The "snapshot of this moment in time" cuts both ways, of course - and I should give fair warning here that a few pieces contain, let's just say, "less than what would now be considered politically correct" language. The book is split into five main sections, each consisting of a different region of America as then defined by the US Census Bureau - "The Northeast", "The South", "The Middle West", "The Far West", and "The Southwest". The groupings are pretty much as you'd expect, with a few exceptions - Delaware included with "The South", Nevada as part of "The Far West" rather than "The Southwest", California split into two regions...

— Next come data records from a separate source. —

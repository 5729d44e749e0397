//! Neighbor resolution: everything attached to one node, bucketed by kind.

use std::sync::Arc;

use serde::Serialize;

use super::{fan_out, QueryContext};
use crate::error::Result;
use crate::ontology::{
    CertifyBad, CertifyGood, CertifyLegal, CertifyScorecard, CertifyVexStatement, CertifyVuln,
    EdgeFilter, EdgeKind, GraphNode, HasSbom, HasSlsa, HasSourceAt, HashEqual, IsDependency,
    IsOccurrence, NodeId, PkgEqual,
};
use crate::store::{AdjacencyMode, GraphBackend};

/// Kinds that may be filled in from the artifacts a node occurs as.
const SECONDARY_HOP_KINDS: [EdgeKind; 3] =
    [EdgeKind::CertifyVuln, EdgeKind::HasSbom, EdgeKind::HasSlsa];

/// Evidence adjacent to one node, one bucket per kind.
///
/// Buckets keep backend order. `path` lists the ids of the evidence found
/// directly on the node, in the order the backend yielded them.
#[derive(Debug, Clone, Default, PartialEq, Serialize)]
pub struct Neighbors {
    pub dependencies: Vec<IsDependency>,
    pub occurrences: Vec<IsOccurrence>,
    pub hash_equal: Vec<HashEqual>,
    pub pkg_equal: Vec<PkgEqual>,
    pub has_source_at: Vec<HasSourceAt>,
    pub has_sbom: Vec<HasSbom>,
    pub has_slsa: Vec<HasSlsa>,
    pub certify_vuln: Vec<CertifyVuln>,
    pub certify_vex: Vec<CertifyVexStatement>,
    pub certify_bad: Vec<CertifyBad>,
    pub certify_good: Vec<CertifyGood>,
    pub scorecards: Vec<CertifyScorecard>,
    pub certify_legal: Vec<CertifyLegal>,
    pub path: Vec<NodeId>,
}

impl Neighbors {
    /// Put an evidence node in its bucket. Entities and unrecognized nodes
    /// are ignored; returns whether the node was kept.
    fn absorb(&mut self, node: GraphNode) -> bool {
        match node {
            GraphNode::IsDependency(e) => self.dependencies.push(e),
            GraphNode::IsOccurrence(e) => self.occurrences.push(e),
            GraphNode::HashEqual(e) => self.hash_equal.push(e),
            GraphNode::PkgEqual(e) => self.pkg_equal.push(e),
            GraphNode::HasSourceAt(e) => self.has_source_at.push(e),
            GraphNode::HasSbom(e) => self.has_sbom.push(e),
            GraphNode::HasSlsa(e) => self.has_slsa.push(e),
            GraphNode::CertifyVuln(e) => self.certify_vuln.push(e),
            GraphNode::CertifyVexStatement(e) => self.certify_vex.push(e),
            GraphNode::CertifyBad(e) => self.certify_bad.push(e),
            GraphNode::CertifyGood(e) => self.certify_good.push(e),
            GraphNode::CertifyScorecard(e) => self.scorecards.push(e),
            GraphNode::CertifyLegal(e) => self.certify_legal.push(e),
            GraphNode::Package(_)
            | GraphNode::Source(_)
            | GraphNode::Artifact(_)
            | GraphNode::Builder(_)
            | GraphNode::Vulnerability(_)
            | GraphNode::License(_)
            | GraphNode::Unrecognized => return false,
        }
        true
    }

    /// Number of records in one bucket.
    pub fn count(&self, kind: EdgeKind) -> usize {
        match kind {
            EdgeKind::IsDependency => self.dependencies.len(),
            EdgeKind::IsOccurrence => self.occurrences.len(),
            EdgeKind::HashEqual => self.hash_equal.len(),
            EdgeKind::PkgEqual => self.pkg_equal.len(),
            EdgeKind::HasSourceAt => self.has_source_at.len(),
            EdgeKind::HasSbom => self.has_sbom.len(),
            EdgeKind::HasSlsa => self.has_slsa.len(),
            EdgeKind::CertifyVuln => self.certify_vuln.len(),
            EdgeKind::CertifyVexStatement => self.certify_vex.len(),
            EdgeKind::CertifyBad => self.certify_bad.len(),
            EdgeKind::CertifyGood => self.certify_good.len(),
            EdgeKind::CertifyScorecard => self.scorecards.len(),
            EdgeKind::CertifyLegal => self.certify_legal.len(),
        }
    }

    /// Total records across all buckets.
    pub fn len(&self) -> usize {
        EdgeKind::ALL.iter().map(|k| self.count(*k)).sum()
    }

    pub fn is_empty(&self) -> bool {
        self.len() == 0
    }

    /// Every record as a [`GraphNode`], bucket by bucket.
    pub fn records(&self) -> Vec<GraphNode> {
        let mut out: Vec<GraphNode> = Vec::with_capacity(self.len());
        out.extend(self.dependencies.iter().cloned().map(GraphNode::from));
        out.extend(self.occurrences.iter().cloned().map(GraphNode::from));
        out.extend(self.hash_equal.iter().cloned().map(GraphNode::from));
        out.extend(self.pkg_equal.iter().cloned().map(GraphNode::from));
        out.extend(self.has_source_at.iter().cloned().map(GraphNode::from));
        out.extend(self.has_sbom.iter().cloned().map(GraphNode::from));
        out.extend(self.has_slsa.iter().cloned().map(GraphNode::from));
        out.extend(self.certify_vuln.iter().cloned().map(GraphNode::from));
        out.extend(self.certify_vex.iter().cloned().map(GraphNode::from));
        out.extend(self.certify_bad.iter().cloned().map(GraphNode::from));
        out.extend(self.certify_good.iter().cloned().map(GraphNode::from));
        out.extend(self.scorecards.iter().cloned().map(GraphNode::from));
        out.extend(self.certify_legal.iter().cloned().map(GraphNode::from));
        out
    }

    fn bucket_ids(&self, kind: EdgeKind) -> Vec<&NodeId> {
        match kind {
            EdgeKind::CertifyVuln => self.certify_vuln.iter().map(|e| &e.id).collect(),
            EdgeKind::HasSbom => self.has_sbom.iter().map(|e| &e.id).collect(),
            EdgeKind::HasSlsa => self.has_slsa.iter().map(|e| &e.id).collect(),
            _ => Vec::new(),
        }
    }
}

/// Classifies a node's adjacency into [`Neighbors`].
#[derive(Clone)]
pub struct NeighborResolver {
    backend: Arc<dyn GraphBackend>,
    secondary_hop: bool,
}

impl NeighborResolver {
    pub fn new(backend: Arc<dyn GraphBackend>) -> Self {
        Self {
            backend,
            secondary_hop: true,
        }
    }

    /// Enable or disable following occurrences to artifact-level evidence.
    pub fn with_secondary_hop(mut self, enabled: bool) -> Self {
        self.secondary_hop = enabled;
        self
    }

    pub async fn neighbors(
        &self,
        ctx: &QueryContext,
        id: &NodeId,
        filter: &EdgeFilter,
    ) -> Result<Neighbors> {
        let items = self.adjacent(ctx, id, filter).await?;

        let mut neighbors = Neighbors::default();
        for item in items {
            let item_id = item.id().cloned();
            if neighbors.absorb(item) {
                if let Some(item_id) = item_id {
                    neighbors.path.push(item_id);
                }
            }
        }

        if self.secondary_hop && !neighbors.occurrences.is_empty() {
            let kinds: Vec<EdgeKind> = SECONDARY_HOP_KINDS
                .into_iter()
                .filter(|k| filter.allows(*k) && neighbors.count(*k) == 0)
                .collect();
            if !kinds.is_empty() {
                self.secondary_hop(ctx, &kinds, &mut neighbors).await?;
            }
        }

        tracing::trace!(%id, records = neighbors.len(), "resolved neighbors");
        Ok(neighbors)
    }

    /// Adjacency restricted to `filter`, one call per kind when the backend
    /// cannot filter several kinds at once.
    async fn adjacent(
        &self,
        ctx: &QueryContext,
        id: &NodeId,
        filter: &EdgeFilter,
    ) -> Result<Vec<GraphNode>> {
        let backend = self.backend.as_ref();
        match backend.adjacency_mode() {
            AdjacencyMode::SingleCall => ctx.call(backend.adjacent(id, filter)).await,
            AdjacencyMode::PerKind => {
                let per_kind = fan_out(
                    ctx,
                    filter.kinds().into_iter().map(|kind| async move {
                        ctx.call(backend.adjacent(id, &EdgeFilter::single(kind))).await
                    }),
                )
                .await?;
                Ok(per_kind.into_iter().flatten().collect())
            }
        }
    }

    /// Fill empty `kinds` buckets from the artifacts each occurrence points
    /// at. One level deep; lookup failures are logged and skipped, but
    /// cancellation still aborts the request.
    async fn secondary_hop(
        &self,
        ctx: &QueryContext,
        kinds: &[EdgeKind],
        neighbors: &mut Neighbors,
    ) -> Result<()> {
        let backend = self.backend.as_ref();
        let per_occurrence = fan_out(
            ctx,
            neighbors.occurrences.iter().map(|occurrence| {
                let algorithm = occurrence.artifact.algorithm.clone();
                let digest = occurrence.artifact.digest.clone();
                async move {
                    let artifact = match ctx
                        .call(backend.artifact_by_digest(&algorithm, &digest))
                        .await
                    {
                        Ok(artifact) => artifact,
                        Err(e) if e.is_cancellation() => return Err(e),
                        Err(e) => {
                            tracing::debug!(%algorithm, %digest, error = %e, "secondary hop: artifact lookup failed");
                            return Ok(Vec::new());
                        }
                    };

                    let mut found = Vec::new();
                    for kind in kinds {
                        match ctx
                            .call(backend.adjacent(&artifact.id, &EdgeFilter::single(*kind)))
                            .await
                        {
                            Ok(items) => found.extend(
                                items.into_iter().filter(|n| n.edge_kind() == Some(*kind)),
                            ),
                            Err(e) if e.is_cancellation() => return Err(e),
                            Err(e) => {
                                tracing::debug!(artifact = %artifact.id, %kind, error = %e, "secondary hop: adjacency failed");
                            }
                        }
                    }
                    Ok(found)
                }
            }),
        )
        .await?;

        for node in per_occurrence.into_iter().flatten() {
            let Some(kind) = node.edge_kind() else {
                continue;
            };
            let duplicate = node
                .id()
                .is_some_and(|id| neighbors.bucket_ids(kind).contains(&id));
            if !duplicate {
                neighbors.absorb(node);
            }
        }
        Ok(())
    }
}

There are too many highlights to even begin to comment upon in-depth here, but two of the pieces I enjoyed most were a fantastic rant by a Portlander against mashed potatoes (!); and "New York Soda-Luncheonette Slang and Jargon", which is quite simply 5 pages of incredibly awesome Depression-era slang - 70 years ago, my Polish-immigrant grandfather very well may have sat down at a Manhattan lunch counter and (quickly, because folks were impatiently waiting behind him!) yelled out "smear one, burn it; some murphies, one lump and a brunette... and put a stretch on it!". See the book for details...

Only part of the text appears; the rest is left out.